TRY IT
Your job is to set down the listing again exactly as it stands.

::::::

//! Workout plan generation from static exercise tables.

use crate::constants::{EXERCISES_PER_ROUTINE, RECOMMENDED_ROUTINES};
use crate::models::{DayPlan, DayType, Exercise, Goal, Level, Location, RoutineCard, RoutineGoal};
use rand::seq::SliceRandom;
use rand::Rng;

/// Exercises for a given location and training day.
pub fn exercises_for(location: Location, day_type: DayType) -> &'static [&'static str] {
    match (location, day_type) {
        (Location::Gym, DayType::Push) => &[
            "Bench Press",
            "Incline Dumbbell Press",
            "Shoulder Press",
            "Tricep Pushdown",
            "Lateral Raises",
        ],
        (Location::Gym, DayType::Pull) => {
            &["Deadlift", "Pull-Ups", "Rows", "Face Pulls", "Bicep Curls"]
        }
        (Location::Gym, DayType::Legs) => &[
            "Squats",
            "Leg Press",
            "Romanian Deadlift",
            "Leg Curls",
            "Calf Raises",
        ],
        (Location::HomeMix, DayType::Push) => &[
            "Push-Ups",
            "Incline Push-Ups",
            "Resistance Band Press",
            "Dips on Chair",
        ],
        (Location::HomeMix, DayType::Pull) => {
            &["Resistance Band Row", "Back Extensions", "Doorway Rows"]
        }
        (Location::HomeMix, DayType::Legs) => {
            &["Bodyweight Squats", "Lunges", "Glute Bridges", "Jump Squats"]
        }
        (Location::Home, DayType::Push) => &["Push-Ups", "Decline Push-Ups", "Shoulder Taps"],
        (Location::Home, DayType::Pull) => &["Superman Pulls", "Towel Rows"],
        (Location::Home, DayType::Legs) => &["Air Squats", "Lunges", "Wall Sit", "Calf Raises"],
    }
}

/// Sets per exercise: a base from the session length, +1 for strength, +1 for advanced.
pub fn sets_for(minutes_per_session: u32, goal: Goal, level: Level) -> u32 {
    let base = match minutes_per_session {
        0..=30 => 2,
        31..=45 => 3,
        46..=60 => 4,
        61..=90 => 5,
        _ => 6,
    };
    let goal_bonus = u32::from(goal == Goal::Strength);
    let level_bonus = u32::from(level == Level::Advanced);
    base + goal_bonus + level_bonus
}

pub fn reps_label(goal: Goal) -> &'static str {
    match goal {
        Goal::Strength => "4-6 reps",
        Goal::Hypertrophy => "8-12 reps",
        Goal::Endurance => "15-20 reps",
    }
}

/// Build a `days`-long plan rotating push, pull, legs.
///
/// Inputs are expected to be validated by the caller; `days == 0` yields an empty plan.
pub fn generate_plan(
    location: Location,
    goal: Goal,
    level: Level,
    days: u32,
    minutes_per_session: u32,
) -> Vec<DayPlan> {
    let sets = sets_for(minutes_per_session, goal, level);
    let reps = reps_label(goal);

    (1..=days)
        .zip(DayType::CYCLE.iter().copied().cycle())
        .map(|(day, day_type)| DayPlan {
            day,
            day_type,
            exercises: exercises_for(location, day_type)
                .iter()
                .map(|&name| Exercise { name, sets, reps })
                .collect(),
        })
        .collect()
}

/// Exercise pool for a recommended routine goal.
pub fn routine_pool(goal: RoutineGoal) -> &'static [&'static str] {
    match goal {
        RoutineGoal::WeightLoss => &[
            "Burpees",
            "Jumping Jacks",
            "Mountain Climbers",
            "High Knees",
            "Skipping",
        ],
        RoutineGoal::MuscleGain => &["Push-ups", "Squats", "Pull-ups", "Deadlifts", "Bench Press"],
        RoutineGoal::Endurance => &["Running", "Cycling", "Rowing", "Jump Rope", "Sprints"],
        RoutineGoal::Flexibility => &[
            "Yoga",
            "Stretching",
            "Pilates",
            "Foam Rolling",
            "Mobility Drills",
        ],
    }
}

/// Draw the recommended routine cards: a random goal each, with distinct exercises.
pub fn recommend_routines<R: Rng + ?Sized>(rng: &mut R) -> Vec<RoutineCard> {
    (0..RECOMMENDED_ROUTINES)
        .filter_map(|_| {
            let goal = *RoutineGoal::ALL.choose(rng)?;
            let exercises = routine_pool(goal)
                .choose_multiple(rng, EXERCISES_PER_ROUTINE)
                .copied()
                .collect();
            Some(RoutineCard { goal, exercises })
        })
        .collect()
}

#[cfg(test)]
mod tests {
    use super::*;
    use rand::rngs::StdRng;
    use rand::SeedableRng;
    use std::collections::HashSet;

    #[test]
    fn test_gym_strength_advanced_five_days() {
        let plan = generate_plan(Location::Gym, Goal::Strength, Level::Advanced, 5, 60);

        assert_eq!(plan.len(), 5);
        let types: Vec<DayType> = plan.iter().map(|d| d.day_type).collect();
        assert_eq!(
            types,
            vec![DayType::Push, DayType::Pull, DayType::Legs, DayType::Push, DayType::Pull]
        );
        for day in &plan {
            for exercise in &day.exercises {
                assert_eq!(exercise.sets, 6);
                assert_eq!(exercise.reps, "4-6 reps");
            }
        }
        assert_eq!(plan[0].day, 1);
        assert_eq!(plan[4].day, 5);
        assert_eq!(plan[0].exercises[0].name, "Bench Press");
    }

    #[test]
    fn test_sets_breakpoints() {
        let sets = |m| sets_for(m, Goal::Endurance, Level::Beginner);
        assert_eq!(sets(20), 2);
        assert_eq!(sets(30), 2);
        assert_eq!(sets(31), 3);
        assert_eq!(sets(45), 3);
        assert_eq!(sets(60), 4);
        assert_eq!(sets(90), 5);
        assert_eq!(sets(91), 6);
        assert_eq!(sets(180), 6);
    }

    #[test]
    fn test_sets_bonuses() {
        assert_eq!(sets_for(30, Goal::Strength, Level::Beginner), 3);
        assert_eq!(sets_for(30, Goal::Hypertrophy, Level::Advanced), 3);
        assert_eq!(sets_for(30, Goal::Strength, Level::Advanced), 4);
        assert_eq!(sets_for(30, Goal::Hypertrophy, Level::Intermediate), 2);
    }

    #[test]
    fn test_reps_labels() {
        assert_eq!(reps_label(Goal::Strength), "4-6 reps");
        assert_eq!(reps_label(Goal::Hypertrophy), "8-12 reps");
        assert_eq!(reps_label(Goal::Endurance), "15-20 reps");
    }

    #[test]
    fn test_exercise_lists_follow_location() {
        let plan = generate_plan(Location::Home, Goal::Hypertrophy, Level::Beginner, 3, 45);
        assert_eq!(plan[1].exercises.len(), 2);
        assert_eq!(plan[1].exercises[0].name, "Superman Pulls");
        assert_eq!(plan[2].exercises.len(), 4);
    }

    #[test]
    fn test_zero_days_is_empty() {
        assert!(generate_plan(Location::Gym, Goal::Strength, Level::Beginner, 0, 30).is_empty());
    }

    #[test]
    fn test_recommend_routines() {
        let mut rng = StdRng::seed_from_u64(7);
        let cards = recommend_routines(&mut rng);

        assert_eq!(cards.len(), RECOMMENDED_ROUTINES);
        for card in &cards {
            assert_eq!(card.exercises.len(), EXERCISES_PER_ROUTINE);
            let unique: HashSet<_> = card.exercises.iter().collect();
            assert_eq!(unique.len(), EXERCISES_PER_ROUTINE);
            let pool = routine_pool(card.goal);
            assert!(card.exercises.iter().all(|e| pool.contains(e)));
        }
    }
}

::::::

YOUR RESPONSE
//! Workout plan generation from static exercise tables.

use crate::constants::{EXERCISES_PER_ROUTINE, RECOMMENDED_ROUTINES};
use crate::models::{DayPlan, DayType, Exercise, Goal, Level, Location, RoutineCard, RoutineGoal};
use rand::seq::SliceRandom;
use rand::Rng;

/// Exercises for a given location and training day.
pub fn exercises_for(location: Location, day_type: DayType) -> &'static [&'static str] {
    match (location, day_type) {
        (Location::Gym, DayType::Push) => &[
            "Bench Press",
            "Incline Dumbbell Press",
            "Shoulder Press",
            "Tricep Pushdown",
            "Lateral Raises",
        ],
        (Location::Gym, DayType::Pull) => {
            &["Deadlift", "Pull-Ups", "Rows", "Face Pulls", "Bicep Curls"]
        }
        (Location::Gym, DayType::Legs) => &[
            "Squats",
            "Leg Press",
            "Romanian Deadlift",
            "Leg Curls",
            "Calf Raises",
        ],
        (Location::HomeMix, DayType::Push) => &[
            "Push-Ups",
            "Incline Push-Ups",
            "Resistance Band Press",
            "Dips on Chair",
        ],
        (Location::HomeMix, DayType::Pull) => {
            &["Resistance Band Row", "Back Extensions", "Doorway Rows"]
        }
        (Location::HomeMix, DayType::Legs) => {
            &["Bodyweight Squats", "Lunges", "Glute Bridges", "Jump Squats"]
        }
        (Location::Home, DayType::Push) => &["Push-Ups", "Decline Push-Ups", "Shoulder Taps"],
        (Location::Home, DayType::Pull) => &["Superman Pulls", "Towel Rows"],
        (Location::Home, DayType::Legs) => &["Air Squats", "Lunges", "Wall Sit", "Calf Raises"],
    }
}

/// Sets per exercise: a base from the session length, +1 for strength, +1 for advanced.
pub fn sets_for(minutes_per_session: u32, goal: Goal, level: Level) -> u32 {
    let base = match minutes_per_session {
        0..=30 => 2,
        31..=45 => 3,
        46..=60 => 4,
        61..=90 => 5,
        _ => 6,
    };
    let goal_bonus = u32::from(goal == Goal::Strength);
    let level_bonus = u32::from(level == Level::Advanced);
    base + goal_bonus + level_bonus
}

pub fn reps_label(goal: Goal) -> &'static str {
    match goal {
        Goal::Strength => "4-6 reps",
        Goal::Hypertrophy => "8-12 reps",
        Goal::Endurance => "15-20 reps",
    }
}

/// Build a `days`-long plan rotating push, pull, legs.
///
/// Inputs are expected to be validated by the caller; `days == 0` yields an empty plan.
pub fn generate_plan(
    location: Location,
    goal: Goal,
    level: Level,
    days: u32,
    minutes_per_session: u32,
) -> Vec<DayPlan> {
    let sets = sets_for(minutes_per_session, goal, level);
    let reps = reps_label(goal);

    (1..=days)
        .zip(DayType::CYCLE.iter().copied().cycle())
        .map(|(day, day_type)| DayPlan {
            day,
            day_type,
            exercises: exercises_for(location, day_type)
                .iter()
                .map(|&name| Exercise { name, sets, reps })
                .collect(),
        })
        .collect()
}

/// Exercise pool for a recommended routine goal.
pub fn routine_pool(goal: RoutineGoal) -> &'static [&'static str] {
    match goal {
        RoutineGoal::WeightLoss => &[
            "Burpees",
            "Jumping Jacks",
            "Mountain Climbers",
            "High Knees",
            "Skipping",
        ],
        RoutineGoal::MuscleGain => &["Push-ups", "Squats", "Pull-ups", "Deadlifts", "Bench Press"],
        RoutineGoal::Endurance => &["Running", "Cycling", "Rowing", "Jump Rope", "Sprints"],
        RoutineGoal::Flexibility => &[
            "Yoga",
            "Stretching",
            "Pilates",
            "Foam Rolling",
            "Mobility Drills",
        ],
    }
}

/// Draw the recommended routine cards: a random goal each, with distinct exercises.
pub fn recommend_routines<R: Rng + ?Sized>(rng: &mut R) -> Vec<RoutineCard> {
    (0..RECOMMENDED_ROUTINES)
        .filter_map(|_| {
            let goal = *RoutineGoal::ALL.choose(rng)?;
            let exercises = routine_pool(goal)
                .choose_multiple(rng, EXERCISES_PER_ROUTINE)
                .copied()
                .collect();
            Some(RoutineCard { goal, exercises })
        })
        .collect()
}

#[cfg(test)]
mod tests {
    use super::*;
    use rand::rngs::StdRng;
    use rand::SeedableRng;
    use std::collections::HashSet;

    #[test]
    fn test_gym_strength_advanced_five_days() {
        let plan = generate_plan(Location::Gym, Goal::Strength, Level::Advanced, 5, 60);

        assert_eq!(plan.len(), 5);
        let types: Vec<DayType> = plan.iter().map(|d| d.day_type).collect();
        assert_eq!(
            types,
            vec![DayType::Push, DayType::Pull, DayType::Legs, DayType::Push, DayType::Pull]
        );
        for day in &plan {
            for exercise in &day.exercises {
                assert_eq!(exercise.sets, 6);
                assert_eq!(exercise.reps, "4-6 reps");
            }
        }
        assert_eq!(plan[0].day, 1);
        assert_eq!(plan[4].day, 5);
        assert_eq!(plan[0].exercises[0].name, "Bench Press");
    }

    #[test]
    fn test_sets_breakpoints() {
        let sets = |m| sets_for(m, Goal::Endurance, Level::Beginner);
        assert_eq!(sets(20), 2);
        assert_eq!(sets(30), 2);
        assert_eq!(sets(31), 3);
        assert_eq!(sets(45), 3);
        assert_eq!(sets(60), 4);
        assert_eq!(sets(90), 5);
        assert_eq!(sets(91), 6);
        assert_eq!(sets(180), 6);
    }

    #[test]
    fn test_sets_bonuses() {
        assert_eq!(sets_for(30, Goal::Strength, Level::Beginner), 3);
        assert_eq!(sets_for(30, Goal::Hypertrophy, Level::Advanced), 3);
        assert_eq!(sets_for(30, Goal::Strength, Level::Advanced), 4);
        assert_eq!(sets_for(30, Goal::Hypertrophy, Level::Intermediate), 2);
    }

    #[test]
    fn test_reps_labels() {
        assert_eq!(reps_label(Goal::Strength), "4-6 reps");
        assert_eq!(reps_label(Goal::Hypertrophy), "8-12 reps");
        assert_eq!(reps_label(Goal::Endurance), "15-20 reps");
    }

    #[test]
    fn test_exercise_lists_follow_location() {
        let plan = generate_plan(Location::Home, Goal::Hypertrophy, Level::Beginner, 3, 45);
        assert_eq!(plan[1].exercises.len(), 2);
        assert_eq!(plan[1].exercises[0].name, "Superman Pulls");
        assert_eq!(plan[2].exercises.len(), 4);
    }

    #[test]
    fn test_zero_days_is_empty() {
        assert!(generate_plan(Location::Gym, Goal::Strength, Level::Beginner, 0, 30).is_empty());
    }

    #[test]
    fn test_recommend_routines() {
        let mut rng = StdRng::seed_from_u64(7);
        let cards = recommend_routines(&mut rng);

        assert_eq!(cards.len(), RECOMMENDED_ROUTINES);
        for card in &cards {
            assert_eq!(card.exercises.len(), EXERCISES_PER_ROUTINE);
            let unique: HashSet<_> = card.exercises.iter().collect();
            assert_eq!(unique.len(), EXERCISES_PER_ROUTINE);
            let pool = routine_pool(card.goal);
            assert!(card.exercises.iter().all(|e| pool.contains(e)));
        }
    }
}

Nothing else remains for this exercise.